## [Required action]
Character for character, give back every line below.

Start of Data extracts

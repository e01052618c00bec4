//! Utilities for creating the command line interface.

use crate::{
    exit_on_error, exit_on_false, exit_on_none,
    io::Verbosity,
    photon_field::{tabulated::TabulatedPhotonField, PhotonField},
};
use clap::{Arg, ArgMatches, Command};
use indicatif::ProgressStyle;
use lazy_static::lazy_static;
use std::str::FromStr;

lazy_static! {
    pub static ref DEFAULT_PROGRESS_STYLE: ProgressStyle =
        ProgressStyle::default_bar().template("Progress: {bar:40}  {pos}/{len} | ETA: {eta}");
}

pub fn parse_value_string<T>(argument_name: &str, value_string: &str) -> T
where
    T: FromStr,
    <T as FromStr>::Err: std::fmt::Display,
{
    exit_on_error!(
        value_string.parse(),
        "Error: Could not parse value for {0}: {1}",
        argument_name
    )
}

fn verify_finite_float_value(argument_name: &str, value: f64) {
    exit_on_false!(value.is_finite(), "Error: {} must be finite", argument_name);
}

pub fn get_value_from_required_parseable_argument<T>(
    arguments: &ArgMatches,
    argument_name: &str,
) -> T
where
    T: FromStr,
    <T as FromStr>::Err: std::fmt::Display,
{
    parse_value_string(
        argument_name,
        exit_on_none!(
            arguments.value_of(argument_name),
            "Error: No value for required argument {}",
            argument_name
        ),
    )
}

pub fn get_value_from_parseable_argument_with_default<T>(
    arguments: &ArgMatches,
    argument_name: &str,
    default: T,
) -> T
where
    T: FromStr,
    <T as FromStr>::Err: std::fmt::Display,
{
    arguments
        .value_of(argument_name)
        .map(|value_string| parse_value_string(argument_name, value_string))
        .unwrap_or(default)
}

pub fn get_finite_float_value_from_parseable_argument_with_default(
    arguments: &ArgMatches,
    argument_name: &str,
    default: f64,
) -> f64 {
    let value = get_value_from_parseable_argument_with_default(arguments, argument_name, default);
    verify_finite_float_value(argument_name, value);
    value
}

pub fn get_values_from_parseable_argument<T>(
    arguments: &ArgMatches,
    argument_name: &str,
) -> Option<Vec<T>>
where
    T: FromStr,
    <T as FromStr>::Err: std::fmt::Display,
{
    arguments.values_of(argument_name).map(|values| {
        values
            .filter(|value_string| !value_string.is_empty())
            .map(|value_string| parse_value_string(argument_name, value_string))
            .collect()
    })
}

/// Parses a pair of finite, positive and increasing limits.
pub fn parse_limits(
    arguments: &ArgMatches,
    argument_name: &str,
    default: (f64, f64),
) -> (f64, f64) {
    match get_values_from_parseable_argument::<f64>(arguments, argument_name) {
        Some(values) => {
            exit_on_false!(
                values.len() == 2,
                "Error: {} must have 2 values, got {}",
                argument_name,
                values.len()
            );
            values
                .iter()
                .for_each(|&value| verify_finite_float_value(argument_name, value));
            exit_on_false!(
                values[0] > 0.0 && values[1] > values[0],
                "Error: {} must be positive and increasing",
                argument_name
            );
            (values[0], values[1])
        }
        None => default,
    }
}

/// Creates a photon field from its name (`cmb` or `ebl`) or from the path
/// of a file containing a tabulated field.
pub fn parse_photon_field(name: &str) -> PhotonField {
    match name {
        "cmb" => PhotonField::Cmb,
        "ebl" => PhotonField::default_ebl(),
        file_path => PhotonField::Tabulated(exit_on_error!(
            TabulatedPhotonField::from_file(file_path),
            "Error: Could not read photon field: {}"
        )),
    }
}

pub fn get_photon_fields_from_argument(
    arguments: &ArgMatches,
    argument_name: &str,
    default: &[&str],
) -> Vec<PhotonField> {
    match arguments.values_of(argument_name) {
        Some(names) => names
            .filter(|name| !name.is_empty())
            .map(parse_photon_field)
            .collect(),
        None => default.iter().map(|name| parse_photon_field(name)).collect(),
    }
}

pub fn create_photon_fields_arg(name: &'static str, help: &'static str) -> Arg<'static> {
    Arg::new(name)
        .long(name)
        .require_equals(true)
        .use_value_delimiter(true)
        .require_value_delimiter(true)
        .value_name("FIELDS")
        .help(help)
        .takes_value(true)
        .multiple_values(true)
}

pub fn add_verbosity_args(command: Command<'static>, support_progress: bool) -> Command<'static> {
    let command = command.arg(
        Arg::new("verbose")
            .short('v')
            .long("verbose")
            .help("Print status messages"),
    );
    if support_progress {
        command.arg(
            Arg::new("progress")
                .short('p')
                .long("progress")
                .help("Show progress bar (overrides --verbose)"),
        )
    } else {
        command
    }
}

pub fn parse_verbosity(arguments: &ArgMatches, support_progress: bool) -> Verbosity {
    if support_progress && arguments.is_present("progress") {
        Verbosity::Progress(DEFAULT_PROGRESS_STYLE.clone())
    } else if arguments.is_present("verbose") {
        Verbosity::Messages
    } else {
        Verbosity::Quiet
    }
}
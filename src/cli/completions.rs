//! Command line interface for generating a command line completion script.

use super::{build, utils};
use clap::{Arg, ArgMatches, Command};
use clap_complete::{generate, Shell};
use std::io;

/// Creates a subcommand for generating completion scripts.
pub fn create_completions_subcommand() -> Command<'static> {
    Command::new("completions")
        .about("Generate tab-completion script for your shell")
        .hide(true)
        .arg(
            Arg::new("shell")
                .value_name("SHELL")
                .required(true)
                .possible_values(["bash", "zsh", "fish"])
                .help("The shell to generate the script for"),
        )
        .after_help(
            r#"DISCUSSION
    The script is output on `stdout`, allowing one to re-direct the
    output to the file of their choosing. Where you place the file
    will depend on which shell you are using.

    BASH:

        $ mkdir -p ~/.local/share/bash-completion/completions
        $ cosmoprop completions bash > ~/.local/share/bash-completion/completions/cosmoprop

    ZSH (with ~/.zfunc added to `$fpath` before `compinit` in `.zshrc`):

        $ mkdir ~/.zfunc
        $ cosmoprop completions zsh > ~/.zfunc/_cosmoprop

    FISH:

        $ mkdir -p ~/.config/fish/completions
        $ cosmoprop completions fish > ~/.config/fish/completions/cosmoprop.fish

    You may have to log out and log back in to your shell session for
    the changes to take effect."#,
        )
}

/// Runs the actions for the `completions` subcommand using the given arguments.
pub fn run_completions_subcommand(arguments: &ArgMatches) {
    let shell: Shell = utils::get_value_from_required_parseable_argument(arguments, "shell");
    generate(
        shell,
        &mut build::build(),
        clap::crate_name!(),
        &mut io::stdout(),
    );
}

End of Data extracts

## [Exercise response]
repository e01052618c00bec4
//! Utilities for creating the command line interface.

use crate::{
    exit_on_error, exit_on_false, exit_on_none,
    io::Verbosity,
    photon_field::{tabulated::TabulatedPhotonField, PhotonField},
};
use clap::{Arg, ArgMatches, Command};
use indicatif::ProgressStyle;
use lazy_static::lazy_static;
use std::str::FromStr;

lazy_static! {
    pub static ref DEFAULT_PROGRESS_STYLE: ProgressStyle =
        ProgressStyle::default_bar().template("Progress: {bar:40}  {pos}/{len} | ETA: {eta}");
}

pub fn parse_value_string<T>(argument_name: &str, value_string: &str) -> T
where
    T: FromStr,
    <T as FromStr>::Err: std::fmt::Display,
{
    exit_on_error!(
        value_string.parse(),
        "Error: Could not parse value for {0}: {1}",
        argument_name
    )
}

fn verify_finite_float_value(argument_name: &str, value: f64) {
    exit_on_false!(value.is_finite(), "Error: {} must be finite", argument_name);
}

pub fn get_value_from_required_parseable_argument<T>(
    arguments: &ArgMatches,
    argument_name: &str,
) -> T
where
    T: FromStr,
    <T as FromStr>::Err: std::fmt::Display,
{
    parse_value_string(
        argument_name,
        exit_on_none!(
            arguments.value_of(argument_name),
            "Error: No value for required argument {}",
            argument_name
        ),
    )
}

pub fn get_value_from_parseable_argument_with_default<T>(
    arguments: &ArgMatches,
    argument_name: &str,
    default: T,
) -> T
where
    T: FromStr,
    <T as FromStr>::Err: std::fmt::Display,
{
    arguments
        .value_of(argument_name)
        .map(|value_string| parse_value_string(argument_name, value_string))
        .unwrap_or(default)
}

pub fn get_finite_float_value_from_parseable_argument_with_default(
    arguments: &ArgMatches,
    argument_name: &str,
    default: f64,
) -> f64 {
    let value = get_value_from_parseable_argument_with_default(arguments, argument_name, default);
    verify_finite_float_value(argument_name, value);
    value
}

pub fn get_values_from_parseable_argument<T>(
    arguments: &ArgMatches,
    argument_name: &str,
) -> Option<Vec<T>>
where
    T: FromStr,
    <T as FromStr>::Err: std::fmt::Display,
{
    arguments.values_of(argument_name).map(|values| {
        values
            .filter(|value_string| !value_string.is_empty())
            .map(|value_string| parse_value_string(argument_name, value_string))
            .collect()
    })
}

/// Parses a pair of finite, positive and increasing limits.
pub fn parse_limits(
    arguments: &ArgMatches,
    argument_name: &str,
    default: (f64, f64),
) -> (f64, f64) {
    match get_values_from_parseable_argument::<f64>(arguments, argument_name) {
        Some(values) => {
            exit_on_false!(
                values.len() == 2,
                "Error: {} must have 2 values, got {}",
                argument_name,
                values.len()
            );
            values
                .iter()
                .for_each(|&value| verify_finite_float_value(argument_name, value));
            exit_on_false!(
                values[0] > 0.0 && values[1] > values[0],
                "Error: {} must be positive and increasing",
                argument_name
            );
            (values[0], values[1])
        }
        None => default,
    }
}

/// Creates a photon field from its name (`cmb` or `ebl`) or from the path
/// of a file containing a tabulated field.
pub fn parse_photon_field(name: &str) -> PhotonField {
    match name {
        "cmb" => PhotonField::Cmb,
        "ebl" => PhotonField::default_ebl(),
        file_path => PhotonField::Tabulated(exit_on_error!(
            TabulatedPhotonField::from_file(file_path),
            "Error: Could not read photon field: {}"
        )),
    }
}

pub fn get_photon_fields_from_argument(
    arguments: &ArgMatches,
    argument_name: &str,
    default: &[&str],
) -> Vec<PhotonField> {
    match arguments.values_of(argument_name) {
        Some(names) => names
            .filter(|name| !name.is_empty())
            .map(parse_photon_field)
            .collect(),
        None => default.iter().map(|name| parse_photon_field(name)).collect(),
    }
}

pub fn create_photon_fields_arg(name: &'static str, help: &'static str) -> Arg<'static> {
    Arg::new(name)
        .long(name)
        .require_equals(true)
        .use_value_delimiter(true)
        .require_value_delimiter(true)
        .value_name("FIELDS")
        .help(help)
        .takes_value(true)
        .multiple_values(true)
}

pub fn add_verbosity_args(command: Command<'static>, support_progress: bool) -> Command<'static> {
    let command = command.arg(
        Arg::new("verbose")
            .short('v')
            .long("verbose")
            .help("Print status messages"),
    );
    if support_progress {
        command.arg(
            Arg::new("progress")
                .short('p')
                .long("progress")
                .help("Show progress bar (overrides --verbose)"),
        )
    } else {
        command
    }
}

pub fn parse_verbosity(arguments: &ArgMatches, support_progress: bool) -> Verbosity {
    if support_progress && arguments.is_present("progress") {
        Verbosity::Progress(DEFAULT_PROGRESS_STYLE.clone())
    } else if arguments.is_present("verbose") {
        Verbosity::Messages
    } else {
        Verbosity::Quiet
    }
}
filename src/cli/completions.rs
//! Command line interface for generating a command line completion script.

use super::{build, utils};
use clap::{Arg, ArgMatches, Command};
use clap_complete::{generate, Shell};
use std::io;

/// Creates a subcommand for generating completion scripts.
pub fn create_completions_subcommand() -> Command<'static> {
    Command::new("completions")
        .about("Generate tab-completion script for your shell")
        .hide(true)
        .arg(
            Arg::new("shell")
                .value_name("SHELL")
                .required(true)
                .possible_values(["bash", "zsh", "fish"])
                .help("The shell to generate the script for"),
        )
        .after_help(
            r#"DISCUSSION
    The script is output on `stdout`, allowing one to re-direct the
    output to the file of their choosing. Where you place the file
    will depend on which shell you are using.

    BASH:

        $ mkdir -p ~/.local/share/bash-completion/completions
        $ cosmoprop completions bash > ~/.local/share/bash-completion/completions/cosmoprop

    ZSH (with ~/.zfunc added to `$fpath` before `compinit` in `.zshrc`):

        $ mkdir ~/.zfunc
        $ cosmoprop completions zsh > ~/.zfunc/_cosmoprop

    FISH:

        $ mkdir -p ~/.config/fish/completions
        $ cosmoprop completions fish > ~/.config/fish/completions/cosmoprop.fish

    You may have to log out and log back in to your shell session for
    the changes to take effect."#,
        )
}

/// Runs the actions for the `completions` subcommand using the given arguments.
pub fn run_completions_subcommand(arguments: &ArgMatches) {
    let shell: Shell = utils::get_value_from_required_parseable_argument(arguments, "shell");
    generate(
        shell,
        &mut build::build(),
        clap::crate_name!(),
        &mut io::stdout(),
    );
}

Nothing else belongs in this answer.